Stagnant Markets and Rising Competitive Pressure: Europe’s Car Manufacturers in Crisis

Reorganisation in the Automotive Industry:

VW reported record results in 2022 and 2023, but barely a year later the mood is one of crisis – there is talk of plant closures and redundancies. The other European manufacturers are not faring much better and are also facing capacity adjustments and restructuring. This has a lot to do with the planned switch to electromobility, which has stalled in 2024. Global EV sales rose by 22% in H1 2024, but the market in Europe is stagnating. Fiat, for example, had to reduce production of the 500e by 60% (DW.com).

A Competitive Edge

The blame for the crisis is universally attributed to poor policy: Too little support, too much support, pending ban on combustion engines, purchase premiums, CO2 limits, import tariffs, Chinese subsidies, etc. In our eyes, this perception is not wrong.
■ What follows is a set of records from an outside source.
use reqwest::header::CONTENT_RANGE;
use reqwest::{Client, Method, RequestBuilder, Response};
use serde_json::Value;
use tracing::debug;

use super::{BackendResponse, Columns, ErrorBody, Filter, TableBackend, TransportResult};
use crate::config::BackendConfig;

/// Characters that force a string literal to be quoted inside `in.(...)`.
const RESERVED: &[char] = &[',', '.', ':', '(', ')', '"', '\\', ' '];

/// PostgREST client for a hosted table gateway.
pub struct RestBackend {
    base_url: String,
    api_key: Option<String>,
    schema: String,
    client: Client,
}

impl RestBackend {
    /// Create a new REST backend from resolved configuration.
    pub fn new(config: &BackendConfig) -> Self {
        install_crypto_provider();

        Self {
            base_url: config.url.trim_end_matches('/').to_string(),
            api_key: config.api_key.clone(),
            schema: config.schema.clone(),
            client: Client::new(),
        }
    }

    /// Get the base URL being used
    pub fn base_url(&self) -> &str {
        &self.base_url
    }

    pub fn schema(&self) -> &str {
        &self.schema
    }

    fn table_url(&self, table: &str) -> String {
        format!("{}/rest/v1/{}", self.base_url, table)
    }

    /// Request builder with auth and schema headers applied.
    fn request(&self, method: Method, table: &str) -> RequestBuilder {
        let profile_header = if method == Method::GET || method == Method::HEAD {
            "Accept-Profile"
        } else {
            "Content-Profile"
        };

        let mut request = self.client.request(method, self.table_url(table));
        if let Some(key) = &self.api_key {
            request = request.header("apikey", key).bearer_auth(key);
        }
        if self.schema != "public" {
            request = request.header(profile_header, &self.schema);
        }
        request
    }

    /// Decode a row-returning response.
    async fn rows(response: Response) -> TransportResult<BackendResponse<Vec<Value>>> {
        if response.status().is_success() {
            let rows: Vec<Value> = response.json().await?;
            Ok(BackendResponse::ok(rows))
        } else {
            Ok(BackendResponse::failed(Self::error_body(response).await))
        }
    }

    /// Parse the PostgREST error payload, falling back to raw text.
    async fn error_body(response: Response) -> ErrorBody {
        let status = response.status();
        let text = response
            .text()
            .await
            .unwrap_or_else(|_| "Unknown error".to_string());

        serde_json::from_str::<ErrorBody>(&text).unwrap_or_else(|_| {
            let message = if text.trim().is_empty() {
                status
                    .canonical_reason()
                    .unwrap_or("Unknown error")
                    .to_string()
            } else {
                text
            };
            ErrorBody::new(message).with_code(status.as_u16().to_string())
        })
    }
}

impl TableBackend for RestBackend {
    async fn select(
        &self,
        table: &str,
        columns: &Columns,
        filter: Option<&Filter>,
    ) -> TransportResult<BackendResponse<Vec<Value>>> {
        let mut request = self
            .request(Method::GET, table)
            .query(&[("select", columns.as_select())]);
        if let Some(filter) = filter {
            request = request.query(&[(filter.column(), encode_filter(filter))]);
        }

        debug!(table, "GET select");
        let response = request.send().await?;
        Self::rows(response).await
    }

    async fn count(&self, table: &str) -> TransportResult<BackendResponse<()>> {
        debug!(table, "HEAD count");
        let response = self
            .request(Method::HEAD, table)
            .query(&[("select", "*")])
            .header("Prefer", "count=exact")
            .send()
            .await?;

        if !response.status().is_success() {
            return Ok(BackendResponse::failed(Self::error_body(response).await));
        }

        let count = response
            .headers()
            .get(CONTENT_RANGE)
            .and_then(|v| v.to_str().ok())
            .and_then(parse_content_range);
        Ok(BackendResponse {
            data: None,
            count,
            error: None,
        })
    }

    async fn insert(&self, table: &str, row: Value) -> TransportResult<BackendResponse<Vec<Value>>> {
        debug!(table, "POST insert");
        let response = self
            .request(Method::POST, table)
            .header("Prefer", "return=representation")
            .json(&row)
            .send()
            .await?;
        Self::rows(response).await
    }

    async fn update(
        &self,
        table: &str,
        changes: Value,
        filter: &Filter,
    ) -> TransportResult<BackendResponse<Vec<Value>>> {
        debug!(table, "PATCH update");
        let response = self
            .request(Method::PATCH, table)
            .query(&[(filter.column(), encode_filter(filter))])
            .header("Prefer", "return=representation")
            .json(&changes)
            .send()
            .await?;
        Self::rows(response).await
    }

    async fn delete(&self, table: &str, filter: &Filter) -> TransportResult<BackendResponse<()>> {
        debug!(table, "DELETE");
        let response = self
            .request(Method::DELETE, table)
            .query(&[(filter.column(), encode_filter(filter))])
            .send()
            .await?;

        if response.status().is_success() {
            Ok(BackendResponse::empty())
        } else {
            Ok(BackendResponse::failed(Self::error_body(response).await))
        }
    }
}

fn install_crypto_provider() {
    // Fails only when a provider is already installed.
    let _ = rustls::crypto::ring::default_provider().install_default();
}

/// Encode a filter as a PostgREST operator expression, e.g. `eq.5` or `in.(1,2)`.
pub(crate) fn encode_filter(filter: &Filter) -> String {
    match filter {
        Filter::Eq {
            value: Value::Null, ..
        } => "is.null".to_string(),
        Filter::Eq { value, .. } => format!("eq.{}", encode_literal(value, false)),
        Filter::In { values, .. } => {
            let items: Vec<String> = values.iter().map(|v| encode_literal(v, true)).collect();
            format!("in.({})", items.join(","))
        }
    }
}

/// Render a JSON value as a filter literal.
///
/// Inside a list, strings containing reserved characters are double-quoted
/// with backslash escapes.
pub(crate) fn encode_literal(value: &Value, in_list: bool) -> String {
    match value {
        Value::Null => "null".to_string(),
        Value::String(s) if in_list && (s.is_empty() || s.contains(RESERVED)) => {
            format!("\"{}\"", s.replace('\\', "\\\\").replace('"', "\\\""))
        }
        Value::String(s) => s.clone(),
        other => other.to_string(),
    }
}

/// Total from a `Content-Range` header such as `0-24/3573` or `*/0`.
pub(crate) fn parse_content_range(header: &str) -> Option<u64> {
    header
        .rsplit_once('/')
        .and_then(|(_, total)| total.trim().parse().ok())
}
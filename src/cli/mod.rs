mod commands;
pub mod error;
mod utils;


use clap::{Parser, Subcommand};
use tracing_subscriber::{layer::SubscriberExt, util::SubscriberInitExt};

use crate::backend::{RestBackend, TableBackend};
use crate::config::BackendConfig;
use crate::repository::RecordId;
use commands::row;
use error::CliResult;

#[derive(Parser)]
#[command(name = "tablerepo")]
#[command(author, version, about = "CRUD access to remote tables", long_about = None)]
pub struct Cli {
    /// Override the backend URL (default: TABLEREPO_URL env or http://localhost:54321)
    #[arg(long, global = true)]
    pub url: Option<String>,

    /// API key sent as `apikey` and bearer token (default: TABLEREPO_KEY env)
    #[arg(long, global = true)]
    pub key: Option<String>,

    /// Database schema to target (default: TABLEREPO_SCHEMA env or public)
    #[arg(long, global = true)]
    pub schema: Option<String>,

    /// Output format (table or json)
    #[arg(long, global = true, default_value = "table")]
    pub format: String,

    #[command(subcommand)]
    command: Option<Commands>,
}

#[derive(Subcommand)]
enum Commands {
    /// List every row of a table
    List {
        /// Table name
        table: String,
    },
    /// Get a row by ID
    Get {
        /// Table name
        table: String,
        /// Row ID
        id: RecordId,
    },
    /// Get rows by comma-separated IDs
    GetMany {
        /// Table name
        table: String,
        /// Row IDs, e.g. 1,2,3
        ids: String,
    },
    /// Insert a row from a JSON object
    Insert {
        /// Table name
        table: String,
        /// Row as JSON, e.g. '{"name": "widget"}'
        json: String,
    },
    /// Update a row with the fields of a JSON object
    Update {
        /// Table name
        table: String,
        /// Row ID
        id: RecordId,
        /// Changed fields as JSON
        json: String,
    },
    /// Delete a row
    Delete {
        /// Table name
        table: String,
        /// Row ID
        id: RecordId,
        /// Confirm the deletion
        #[arg(long)]
        force: bool,
    },
    /// Count rows in a table
    Count {
        /// Table name
        table: String,
    },
}

/// Initialize tracing subscriber with env filter, logging to stderr
fn init_tracing() {
    tracing_subscriber::registry()
        .with(
            tracing_subscriber::EnvFilter::try_from_default_env()
                .unwrap_or_else(|_| "tablerepo=warn".into()),
        )
        .with(tracing_subscriber::fmt::layer().with_writer(std::io::stderr))
        .init();
}

async fn execute<B: TableBackend>(backend: &B, command: Commands, format: &str) -> CliResult<String> {
    match command {
        Commands::List { table } => row::list_rows(backend, &table, format).await,
        Commands::Get { table, id } => row::get_row(backend, &table, id, format).await,
        Commands::GetMany { table, ids } => row::get_rows(backend, &table, &ids, format).await,
        Commands::Insert { table, json } => row::insert_row(backend, &table, &json).await,
        Commands::Update { table, id, json } => row::update_row(backend, &table, id, &json).await,
        Commands::Delete { table, id, force } => row::delete_row(backend, &table, id, force).await,
        Commands::Count { table } => row::count_rows(backend, &table).await,
    }
}

pub async fn run() -> CliResult<()> {
    let cli = Cli::parse();
    init_tracing();

    let Some(command) = cli.command else {
        // Show help when no command provided
        let _ = Cli::parse_from(["tablerepo", "--help"]);
        return Ok(());
    };

    let config = BackendConfig::resolve(cli.url, cli.key, cli.schema)?;
    let backend = RestBackend::new(&config);

    let output = execute(&backend, command, &cli.format).await?;
    println!("{}", output);
    Ok(())
}
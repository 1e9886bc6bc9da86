//! Backend connection configuration.

use std::env;

use miette::Diagnostic;
use thiserror::Error;

pub const URL_ENV: &str = "TABLEREPO_URL";
pub const KEY_ENV: &str = "TABLEREPO_KEY";
pub const SCHEMA_ENV: &str = "TABLEREPO_SCHEMA";

pub const DEFAULT_URL: &str = "http://localhost:54321";
pub const DEFAULT_SCHEMA: &str = "public";

#[derive(Error, Diagnostic, Debug, PartialEq, Eq)]
pub enum ConfigError {
    #[error("Backend URL is empty")]
    #[diagnostic(
        code(tablerepo::config::empty_url),
        help("Pass --url or set the TABLEREPO_URL environment variable.")
    )]
    EmptyUrl,

    #[error("Backend URL must start with http:// or https://: {url}")]
    #[diagnostic(code(tablerepo::config::invalid_url))]
    InvalidUrl { url: String },
}

/// Where and how to reach the remote table gateway.
#[derive(Debug, Clone, PartialEq, Eq)]
pub struct BackendConfig {
    pub url: String,
    pub api_key: Option<String>,
    pub schema: String,
}

impl BackendConfig {
    pub fn new(url: impl Into<String>) -> Self {
        Self {
            url: url.into(),
            api_key: None,
            schema: DEFAULT_SCHEMA.to_string(),
        }
    }

    pub fn with_api_key(mut self, key: impl Into<String>) -> Self {
        self.api_key = Some(key.into());
        self
    }

    pub fn with_schema(mut self, schema: impl Into<String>) -> Self {
        self.schema = schema.into();
        self
    }

    /// Resolve configuration from explicit values and the environment.
    ///
    /// Priority for each field:
    /// 1. Explicit parameter
    /// 2. TABLEREPO_URL / TABLEREPO_KEY / TABLEREPO_SCHEMA environment variable
    /// 3. Default: http://localhost:54321, no key, schema `public`
    pub fn resolve(
        url: Option<String>,
        api_key: Option<String>,
        schema: Option<String>,
    ) -> Result<Self, ConfigError> {
        let url = url
            .or_else(|| env::var(URL_ENV).ok())
            .unwrap_or_else(|| DEFAULT_URL.to_string());
        let api_key = api_key
            .or_else(|| env::var(KEY_ENV).ok())
            .filter(|k| !k.is_empty());
        let schema = schema
            .or_else(|| env::var(SCHEMA_ENV).ok())
            .filter(|s| !s.is_empty())
            .unwrap_or_else(|| DEFAULT_SCHEMA.to_string());

        let config = Self {
            url,
            api_key,
            schema,
        };
        config.validate()?;
        Ok(config)
    }

    pub fn validate(&self) -> Result<(), ConfigError> {
        let url = self.url.trim();
        if url.is_empty() {
            return Err(ConfigError::EmptyUrl);
        }
        if !(url.starts_with("http://") || url.starts_with("https://")) {
            return Err(ConfigError::InvalidUrl {
                url: self.url.clone(),
            });
        }
        Ok(())
    }
}

#[cfg(test)]
#[path = "config_test.rs"]
mod config_test;
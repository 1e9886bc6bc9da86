use miette::Result;

#[tokio::main]
async fn main() -> Result<()> {
    tablerepo::cli::run().await?;
    Ok(())
}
However, we believe that the main cause of the crisis is the eroding competitiveness of European car manufacturers, regardless of the type of drive. Asian competitors have become technologically equal, if you believe the (European!) test reports. In terms of production efficiency, they have an advantage anyway: at VW, employees generally work (only) 35 hours a week, but enjoy 6 weeks’ holiday and are sick for more than 5 weeks on average. So it’s easy to understand why, for example, VW employees work more than 5 weeks a week.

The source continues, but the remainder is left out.